▶ [Task description]: In the records below, begin at the line that has "let cache = NameCache::with_deriver(move" and stop after the line that has "assert!(liveness.upgrade().is_none());"; quote those lines verbatim and nothing more.

--- Dataset entries Enclosed Below ---

//! Error types for feedload

use thiserror::Error;

/// Result type alias for feedload operations
pub type Result<T> = std::result::Result<T, FeedloadError>;

/// Classified database errors, as reported by a store executor.
///
/// Every statement execution resolves to one of these three classes; the
/// ingest layer decides per class whether to log, continue, or abort.
#[derive(Error, Debug)]
pub enum DbError {
    /// A backend warning. Logged and ignored by the ingest layer.
    #[error("database warning: {0}")]
    Warning(String),

    /// A primary-key or uniqueness violation.
    #[error("integrity violation: {0}")]
    IntegrityViolation(String),

    /// Any other backend error. Fatal: aborts the run.
    #[error("database error: {0}")]
    Fatal(String),
}

impl DbError {
    /// True when this error must abort the ingest run.
    pub fn is_fatal(&self) -> bool {
        matches!(self, DbError::Fatal(_))
    }
}

/// Main error type for feedload
#[derive(Error, Debug)]
pub enum FeedloadError {
    #[error("IO error: {0}")]
    Io(#[from] std::io::Error),

    /// The file does not match the expected feed format: a required
    /// header tag is missing, or a record cannot be split at all.
    #[error("format error: {0}")]
    Format(String),

    /// The decoded feed schema conflicts with the existing table.
    #[error("schema error: {0}")]
    Schema(String),

    #[error(transparent)]
    Db(#[from] DbError),

    #[error("configuration error: {0}")]
    Config(String),
}

impl FeedloadError {
    /// Convenience constructor for format errors.
    pub fn format(msg: impl Into<String>) -> Self {
        FeedloadError::Format(msg.into())
    }

    /// Convenience constructor for schema errors.
    pub fn schema(msg: impl Into<String>) -> Self {
        FeedloadError::Schema(msg.into())
    }
}
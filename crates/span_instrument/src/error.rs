//! Error types for the instrumentation core.
//!
//! The taxonomy matters more than the shapes: selector errors are fatal at
//! registration time, advice errors are caught and logged at the advice
//! boundary and never reach the wrapped call's caller, and errors raised by
//! the wrapped call itself are not errors of this crate at all.

use std::any::Any;
use thiserror::Error;

/// Malformed matching rules, detected at module-registration time.
/// Fatal; registration is not retried.
#[derive(Debug, Clone, PartialEq, Eq, Error)]
pub enum SelectorError {
    /// A type matching rule could not be parsed or resolved.
    #[error("malformed type matching rule: {0}")]
    MalformedTypeRule(String),

    /// A method matching rule could not be parsed or resolved.
    #[error("malformed method matching rule: {0}")]
    MalformedMethodRule(String),
}

/// A failure inside the entry/exit advice itself. Captured at the advice
/// boundary, logged, and discarded; never unwound into caller code.
#[derive(Debug, Clone, PartialEq, Eq, Error)]
pub enum AdviceError {
    /// The tracing machinery panicked while wrapping a call.
    #[error("tracing advice panicked: {0}")]
    Panicked(String),
}

impl AdviceError {
    /// Builds an error from a caught panic payload.
    pub fn from_panic(payload: &(dyn Any + Send)) -> Self {
        Self::Panicked(panic_message(payload))
    }
}

/// A second backend installation was attempted; the first one stays active.
#[derive(Debug, Clone, Copy, PartialEq, Eq, Error)]
#[error("a tracing backend is already installed")]
pub struct InstallError;

/// Best-effort extraction of a panic payload's message.
pub(crate) fn panic_message(payload: &(dyn Any + Send)) -> String {
    if let Some(message) = payload.downcast_ref::<&str>() {
        (*message).to_string()
    } else if let Some(message) = payload.downcast_ref::<String>() {
        message.clone()
    } else {
        "non-string panic payload".to_string()
    }
}
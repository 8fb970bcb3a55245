//! Weakly-owned per-type cache of derived operation names.
//!
//! The outer map is keyed by descriptor identity and holds only a
//! [`Weak`] reference to the owner, so caching a name never pins a type
//! descriptor that is otherwise reclaimable. Dead entries are swept whenever
//! a new owner is inserted; there is no other eviction, since each inner map
//! is naturally bounded by the number of distinct members per type.
//!
//! Concurrent misses for the same key may race to compute, but the derivation
//! is pure and idempotent, so last-write-wins on the inner map converges on
//! an equal result.

use crate::invocation::TypeDescriptor;
use crate::naming;
use std::collections::HashMap;
use std::sync::{Arc, Mutex, OnceLock, PoisonError, RwLock, Weak};

type Deriver = dyn Fn(&TypeDescriptor, &str) -> String + Send + Sync;

struct OwnerEntry {
    owner: Weak<TypeDescriptor>,
    names: Arc<RwLock<HashMap<String, String>>>,
    simple: Arc<OnceLock<String>>,
}

/// Two-level name cache: owner type (weak) -> member name -> derived name.
pub struct NameCache {
    owners: Mutex<HashMap<usize, OwnerEntry>>,
    derive: Box<Deriver>,
}

impl NameCache {
    /// Creates a cache backed by [`naming::derive_name`].
    pub fn new() -> Self {
        Self::with_deriver(naming::derive_name)
    }

    /// Creates a cache with a custom deriver. The deriver must be pure:
    /// concurrent misses may invoke it more than once for the same key.
    pub fn with_deriver<F>(derive: F) -> Self
    where
        F: Fn(&TypeDescriptor, &str) -> String + Send + Sync + 'static,
    {
        Self {
            owners: Mutex::new(HashMap::new()),
            derive: Box::new(derive),
        }
    }

    /// Returns the derived operation name for `(owner, member)`, computing
    /// and caching it on a miss.
    pub fn name_for(&self, owner: &Arc<TypeDescriptor>, member: &str) -> String {
        let names = self.entry_for(owner).0;
        {
            let map = names.read().unwrap_or_else(PoisonError::into_inner);
            if let Some(found) = map.get(member) {
                return found.clone();
            }
        }
        let derived = (self.derive)(owner.as_ref(), member);
        let mut map = names.write().unwrap_or_else(PoisonError::into_inner);
        map.insert(member.to_string(), derived.clone());
        derived
    }

    /// Returns the cached simple name of `owner`, computing it on first use.
    pub fn simple_name_for(&self, owner: &Arc<TypeDescriptor>) -> String {
        let simple = self.entry_for(owner).1;
        simple
            .get_or_init(|| naming::simple_name(owner.as_ref()))
            .clone()
    }

    /// Number of owner entries currently in the outer map, including entries
    /// whose owner has died but has not been swept yet.
    pub fn tracked_owners(&self) -> usize {
        self.owners
            .lock()
            .unwrap_or_else(PoisonError::into_inner)
            .len()
    }

    /// Number of owner entries whose descriptor is still alive.
    pub fn live_owners(&self) -> usize {
        self.owners
            .lock()
            .unwrap_or_else(PoisonError::into_inner)
            .values()
            .filter(|entry| entry.owner.strong_count() > 0)
            .count()
    }

    /// Looks up or inserts the entry for `owner`, keyed by the descriptor
    /// allocation. A slot whose weak owner died (or whose address was reused
    /// by a different descriptor) is replaced; inserting a fresh owner also
    /// sweeps all dead entries.
    fn entry_for(
        &self,
        owner: &Arc<TypeDescriptor>,
    ) -> (
        Arc<RwLock<HashMap<String, String>>>,
        Arc<OnceLock<String>>,
    ) {
        let key = Arc::as_ptr(owner) as usize;
        let mut owners = self.owners.lock().unwrap_or_else(PoisonError::into_inner);
        if let Some(entry) = owners.get(&key) {
            if let Some(live) = entry.owner.upgrade() {
                if Arc::ptr_eq(&live, owner) {
                    return (Arc::clone(&entry.names), Arc::clone(&entry.simple));
                }
            }
        }
        owners.retain(|_, entry| entry.owner.strong_count() > 0);
        let entry = OwnerEntry {
            owner: Arc::downgrade(owner),
            names: Arc::new(RwLock::new(HashMap::new())),
            simple: Arc::new(OnceLock::new()),
        };
        let handles = (Arc::clone(&entry.names), Arc::clone(&entry.simple));
        owners.insert(key, entry);
        handles
    }
}

impl Default for NameCache {
    fn default() -> Self {
        Self::new()
    }
}

#[cfg(test)]
mod tests {
    use super::*;
    use std::sync::atomic::{AtomicUsize, Ordering};

    fn order_service() -> Arc<TypeDescriptor> {
        Arc::new(TypeDescriptor::named("app::orders", "OrderService"))
    }

    #[test]
    fn miss_computes_and_caches() {
        let cache = NameCache::new();
        let owner = order_service();
        assert_eq!(cache.name_for(&owner, "place"), "OrderService.place");
        assert_eq!(cache.name_for(&owner, "place"), "OrderService.place");
        assert_eq!(cache.tracked_owners(), 1);
    }

    #[test]
    fn second_call_does_not_rederive() {
        let calls = Arc::new(AtomicUsize::new(0));
        let counted = Arc::clone(&calls);
        let cache = NameCache::with_deriver(move |owner: &TypeDescriptor, member: &str| {
            counted.fetch_add(1, Ordering::SeqCst);
            naming::derive_name(owner, member)
        });
        let owner = order_service();
        let first = cache.name_for(&owner, "place");
        let second = cache.name_for(&owner, "place");
        assert_eq!(first, second);
        assert_eq!(calls.load(Ordering::SeqCst), 1);
    }

    #[test]
    fn distinct_members_get_distinct_names() {
        let cache = NameCache::new();
        let owner = order_service();
        assert_eq!(cache.name_for(&owner, "place"), "OrderService.place");
        assert_eq!(cache.name_for(&owner, "cancel"), "OrderService.cancel");
        assert_eq!(cache.tracked_owners(), 1);
    }

    #[test]
    fn simple_name_is_cached_per_owner() {
        let cache = NameCache::new();
        let owner = order_service();
        assert_eq!(cache.simple_name_for(&owner), "OrderService");
        assert_eq!(cache.simple_name_for(&owner), "OrderService");
    }

    #[test]
    fn cache_does_not_pin_the_owner() {
        let cache = NameCache::new();
        let owner = order_service();
        let liveness = Arc::downgrade(&owner);
        cache.name_for(&owner, "place");
        drop(owner);
        assert!(liveness.upgrade().is_none());
        assert_eq!(cache.live_owners(), 0);
    }

    #[test]
    fn dead_entries_are_swept_on_insert() {
        let cache = NameCache::new();
        let transient = order_service();
        cache.name_for(&transient, "place");
        drop(transient);
        assert_eq!(cache.tracked_owners(), 1);

        let fresh = Arc::new(TypeDescriptor::named("app::billing", "InvoiceService"));
        cache.name_for(&fresh, "issue");
        assert_eq!(cache.tracked_owners(), 1);
        assert_eq!(cache.live_owners(), 1);
    }

    #[test]
    fn concurrent_lookups_converge() {
        let cache = Arc::new(NameCache::new());
        let owner = order_service();
        let mut handles = Vec::new();
        for _ in 0..8 {
            let cache = Arc::clone(&cache);
            let owner = Arc::clone(&owner);
            handles.push(std::thread::spawn(move || {
                let mut names = Vec::new();
                for _ in 0..1_000 {
                    names.push(cache.name_for(&owner, "place"));
                }
                names
            }));
        }
        for handle in handles {
            for name in handle.join().unwrap() {
                assert_eq!(name, "OrderService.place");
            }
        }
        assert_eq!(cache.tracked_owners(), 1);
    }
}
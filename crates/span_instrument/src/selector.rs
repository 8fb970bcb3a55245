//! Contract for deciding which types and methods get wrapped.
//!
//! The core consumes this predicate through the interception facility's
//! bootstrap wiring and does not implement matching logic itself. A selector
//! is typically declarative (markers, visibility); a rule that cannot be
//! built is a fatal [`SelectorError`](crate::error::SelectorError) at
//! registration time and is not retried.

use crate::invocation::{MethodMeta, TypeDescriptor};

/// Predicate over candidate types and their methods.
pub trait TargetSelector: Send + Sync {
    /// Whether `candidate` should be instrumented at all, judged from its
    /// declared markers and related metadata.
    fn matches_type(&self, candidate: &TypeDescriptor) -> bool;

    /// For a matched type, whether this particular method should be wrapped,
    /// judged from its signature-level metadata (e.g. visibility).
    fn matches_method(&self, owner: &TypeDescriptor, method: &MethodMeta) -> bool;
}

--- End of Enclosed Dataset entries ---

▶ [Task response]:
        let cache = NameCache::with_deriver(move |owner: &TypeDescriptor, member: &str| {
            counted.fetch_add(1, Ordering::SeqCst);
            naming::derive_name(owner, member)
        });
        let owner = order_service();
        let first = cache.name_for(&owner, "place");
        let second = cache.name_for(&owner, "place");
        assert_eq!(first, second);
        assert_eq!(calls.load(Ordering::SeqCst), 1);
    }

    #[test]
    fn distinct_members_get_distinct_names() {
        let cache = NameCache::new();
        let owner = order_service();
        assert_eq!(cache.name_for(&owner, "place"), "OrderService.place");
        assert_eq!(cache.name_for(&owner, "cancel"), "OrderService.cancel");
        assert_eq!(cache.tracked_owners(), 1);
    }

    #[test]
    fn simple_name_is_cached_per_owner() {
        let cache = NameCache::new();
        let owner = order_service();
        assert_eq!(cache.simple_name_for(&owner), "OrderService");
        assert_eq!(cache.simple_name_for(&owner), "OrderService");
    }

    #[test]
    fn cache_does_not_pin_the_owner() {
        let cache = NameCache::new();
        let owner = order_service();
        let liveness = Arc::downgrade(&owner);
        cache.name_for(&owner, "place");
        drop(owner);
        assert!(liveness.upgrade().is_none());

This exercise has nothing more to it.